> **PROBLEM DESCRIPTION**: Copy each line below in which the word "prazo" occurs.

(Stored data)
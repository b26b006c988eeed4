//! LlmResponder implementation over a chat-completions API.

use async_trait::async_trait;
use reqwest::Client;
use tracing::{debug, warn};

use responder_core::{
    implies_handoff, ConversationContext, InboundEvent, Responder, ResponderError,
    ResponderOutcome,
};

use crate::api_types::{ChatCompletionRequest, ChatCompletionResponse, ChatMessage};
use crate::config::LlmConfig;

/// Replies at or below this length are treated as unusable noise.
const MIN_REPLY_CHARS: usize = 10;

/// Primary responder tier backed by an OpenAI-compatible chat API.
pub struct LlmResponder {
    client: Client,
    config: LlmConfig,
}

impl LlmResponder {
    /// Create a new responder with the given configuration.
    pub fn new(config: LlmConfig) -> Result<Self, ResponderError> {
        let client = Client::builder().build().map_err(|e| {
            ResponderError::Configuration(format!("failed to create HTTP client: {e}"))
        })?;
        Ok(Self { client, config })
    }

    /// Create a responder from environment variables.
    ///
    /// See [`LlmConfig::from_env`] for the variables involved.
    pub fn from_env() -> Result<Self, ResponderError> {
        Self::new(LlmConfig::from_env()?)
    }

    /// Get the configuration.
    pub fn config(&self) -> &LlmConfig {
        &self.config
    }

    /// Build the system prompt with conversational context baked in.
    fn system_prompt(&self, event: &InboundEvent, context: &ConversationContext) -> String {
        if let Some(ref prompt) = self.config.system_prompt {
            return prompt.clone();
        }

        format!(
            "You are a helpful customer service assistant for a Brazilian company.\n\n\
             Customer name: {name}\n\
             Conversation context: {stage} stage\n\
             Previous bot responses: {count}\n\n\
             Instructions:\n\
             - Respond in Portuguese (Brazilian)\n\
             - Be friendly, helpful, and professional\n\
             - Keep responses concise (under 150 words)\n\
             - Handle common business questions: hours, contact info, pricing, services\n\
             - Use appropriate emojis sparingly",
            name = event.display_name,
            stage = context.stage,
            count = context.bot_response_count,
        )
    }

    /// Build the user prompt, prefixed with the last exchange when one exists.
    fn user_prompt(&self, event: &InboundEvent, context: &ConversationContext) -> String {
        let mut prompt = String::new();
        if context.bot_response_count > 0 {
            if let (Some(user), Some(bot)) =
                (&context.last_user_message, &context.last_bot_response)
            {
                prompt.push_str(&format!(
                    "Recent context: Customer said '{user}' and we responded '{bot}'\n\n"
                ));
            }
        }
        prompt.push_str(&format!("Current customer message: {}", event.text));
        prompt
    }

    async fn chat_completion(
        &self,
        messages: Vec<ChatMessage>,
    ) -> Result<ChatCompletionResponse, ResponderError> {
        let url = format!("{}/v1/chat/completions", self.config.api_url);

        let request = ChatCompletionRequest {
            model: self.config.model.clone(),
            messages,
            max_tokens: self.config.max_tokens,
            temperature: self.config.temperature,
        };

        let response = self
            .client
            .post(&url)
            .header("Authorization", format!("Bearer {}", self.config.api_key))
            .json(&request)
            .send()
            .await
            .map_err(|e| ResponderError::Transport(e.to_string()))?;

        if !response.status().is_success() {
            let status = response.status();
            let body = response.text().await.unwrap_or_default();
            return Err(ResponderError::Transport(format!(
                "chat API returned {status}: {body}"
            )));
        }

        response
            .json::<ChatCompletionResponse>()
            .await
            .map_err(|e| ResponderError::InvalidReply(e.to_string()))
    }
}

#[async_trait]
impl Responder for LlmResponder {
    async fn try_respond(
        &self,
        event: &InboundEvent,
        context: &ConversationContext,
    ) -> Result<ResponderOutcome, ResponderError> {
        if self.config.api_key.is_empty() {
            return Err(ResponderError::Configuration("no API key configured".into()));
        }

        let messages = vec![
            ChatMessage::system(self.system_prompt(event, context)),
            ChatMessage::user(self.user_prompt(event, context)),
        ];

        let response = self.chat_completion(messages).await?;
        let text = match response.first_text() {
            Some(text) => text.trim().to_string(),
            None => {
                warn!(customer = %event.customer_key, "chat API returned no choices");
                return Ok(ResponderOutcome::NoAnswer);
            }
        };

        if text.chars().count() <= MIN_REPLY_CHARS {
            debug!(customer = %event.customer_key, "reply too short, passing");
            return Ok(ResponderOutcome::NoAnswer);
        }

        if implies_handoff(&text) {
            debug!(customer = %event.customer_key, "reply implied a handoff, passing");
            return Ok(ResponderOutcome::NoAnswer);
        }

        Ok(ResponderOutcome::Responded { text })
    }

    fn tier(&self) -> &str {
        "llm"
    }

    async fn is_ready(&self) -> bool {
        !self.config.api_key.is_empty()
    }
}

#[cfg(test)]
mod tests {
    use super::*;
    use responder_core::{default_context_ttl, ContextUpdate, SourceProvider};

    fn responder() -> LlmResponder {
        LlmResponder::new(LlmConfig::builder().api_key("test-key").build()).unwrap()
    }

    fn event(text: &str) -> InboundEvent {
        InboundEvent::new("+5511999990000", text, "Maria", SourceProvider::Twilio)
    }

    #[test]
    fn system_prompt_embeds_context() {
        let responder = responder();
        let mut context = ConversationContext::new("+5511999990000", default_context_ttl());
        context.apply(
            ContextUpdate::default().bot_response_count(2),
            default_context_ttl(),
        );

        let prompt = responder.system_prompt(&event("oi"), &context);
        assert!(prompt.contains("Maria"));
        assert!(prompt.contains("Previous bot responses: 2"));
    }

    #[test]
    fn system_prompt_override_wins() {
        let responder = LlmResponder::new(
            LlmConfig::builder()
                .api_key("test-key")
                .system_prompt("Prompt customizado.")
                .build(),
        )
        .unwrap();
        let context = ConversationContext::new("+5511999990000", default_context_ttl());

        assert_eq!(
            responder.system_prompt(&event("oi"), &context),
            "Prompt customizado."
        );
    }

    #[test]
    fn user_prompt_includes_last_exchange() {
        let responder = responder();
        let mut context = ConversationContext::new("+5511999990000", default_context_ttl());
        context.apply(
            ContextUpdate::default()
                .bot_response_count(1)
                .exchange("qual o preço?", "Os preços variam."),
            default_context_ttl(),
        );

        let prompt = responder.user_prompt(&event("e o prazo?"), &context);
        assert!(prompt.contains("qual o preço?"));
        assert!(prompt.contains("Os preços variam."));
        assert!(prompt.contains("Current customer message: e o prazo?"));
    }

    #[test]
    fn first_turn_prompt_has_no_history() {
        let responder = responder();
        let context = ConversationContext::new("+5511999990000", default_context_ttl());

        let prompt = responder.user_prompt(&event("oi"), &context);
        assert!(!prompt.contains("Recent context"));
    }

    #[tokio::test]
    async fn missing_api_key_is_a_configuration_error() {
        let responder = LlmResponder::new(LlmConfig::default()).unwrap();
        let context = ConversationContext::new("+5511999990000", default_context_ttl());

        let result = responder.try_respond(&event("oi"), &context).await;
        assert!(matches!(result, Err(ResponderError::Configuration(_))));
        assert!(!responder.is_ready().await);
    }
}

> **THE ANSWER**:
        let prompt = responder.user_prompt(&event("e o prazo?"), &context);
        assert!(prompt.contains("Current customer message: e o prazo?"));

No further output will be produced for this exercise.